Adding further complexity is the wide variability in how both which electronic components are used and how they are setup within the vehicle. This leads to wide variability in how calibrations are performed among automakers. Repairers more than ever rely on OEM service information and scan tools. Finally, these repair operations mean repairers need techs with the right skill sets which in turn often means higher labor costs.
Explore the report below for in-depth coverage of how new vehicle technology is impacting collision repair.
Vehicle Age for Insurance Claims Skew Younger
The average age of vehicles on the road in the U.S. grew from 9.6 years in the early 2000’s to 11.8 years in 2018. The pace of growth in average vehicle age has fluctuated with the economy and vehicle sales: between 2002-2007 the average age increased 3.5 percent; from 2008-2013 it increased 12.2 percent; and between 2014-2019 it increased 4 percent.[i] With the pandemic and the semiconductor chip shortage in 2020 and 2021, new vehicle sales fell, scrappage rates grew, but fewer miles traveled led to a further increase in average vehicle age to 12.1 years.[ii]
The average age of vehicles for which an automotive insurance claim was made has also gotten older over that time. However, it has historically trended above 5 years newer: in the early 2000’s the average age was 5 years; by 2011 it grew to 6 years; and in 2021 reached 7. 1 years.

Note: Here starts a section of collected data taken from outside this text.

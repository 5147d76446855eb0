//! File-backed blob storage: one `.vault` file per principal.

use std::path::{Path, PathBuf};

use async_trait::async_trait;
use base64::engine::general_purpose::URL_SAFE_NO_PAD;
use base64::Engine;
use sha2::{Digest, Sha256};
use tokio::fs;

use super::BlobStorage;
use crate::errors::Result;

/// Stores blobs under `<dir>/<base64url(sha256(principal_id))>.vault`.
///
/// Hashing the id keeps arbitrary provider ids (emails, uids with
/// slashes) out of file names.
#[derive(Debug, Clone)]
pub struct FileStorage {
    dir: PathBuf,
}

impl FileStorage {
    pub fn new(dir: impl Into<PathBuf>) -> Self {
        Self { dir: dir.into() }
    }

    pub fn dir(&self) -> &Path {
        &self.dir
    }

    /// Path of the blob file for `principal_id`.
    pub fn blob_path(&self, principal_id: &str) -> PathBuf {
        let digest = Sha256::digest(principal_id.as_bytes());
        self.dir
            .join(format!("{}.vault", URL_SAFE_NO_PAD.encode(digest)))
    }
}

#[async_trait]
impl BlobStorage for FileStorage {
    async fn read_blob(&self, principal_id: &str) -> Result<Option<Vec<u8>>> {
        match fs::read(self.blob_path(principal_id)).await {
            Ok(bytes) => Ok(Some(bytes)),
            Err(e) if e.kind() == std::io::ErrorKind::NotFound => Ok(None),
            Err(e) => Err(e.into()),
        }
    }

    /// Atomic write: temp file in the same directory, then rename, so a
    /// reader never sees a half-written blob.
    async fn write_blob(&self, principal_id: &str, bytes: &[u8]) -> Result<()> {
        fs::create_dir_all(&self.dir).await?;

        let path = self.blob_path(principal_id);
        let tmp_path = self.dir.join(format!(
            ".{}.tmp",
            path.file_name().unwrap_or_default().to_string_lossy()
        ));

        fs::write(&tmp_path, bytes).await?;

        #[cfg(unix)]
        {
            use std::os::unix::fs::PermissionsExt;
            fs::set_permissions(&tmp_path, std::fs::Permissions::from_mode(0o600)).await?;
        }

        fs::rename(&tmp_path, &path).await?;
        Ok(())
    }
}
pub mod cli;
pub mod config;
pub mod crypto;
pub mod errors;
pub mod identity;
pub mod session;
pub mod storage;
pub mod validation;
pub mod vault;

Yet a comparison of the share of volume of registered U.S. passenger cars and light trucks in 2021 to the share of vehicle claims in 2021 underscores how vehicle claims skew younger (Figure 1). This difference can be explained in part based on many consumers opting out of all but the mandatory insurance coverages for older vehicles, but perhaps also a by-product of exposure. Analysis of vehicle claims by vehicle age suggests vehicles are driven less as they age (Figure 2), subsequently reducing exposure to accident.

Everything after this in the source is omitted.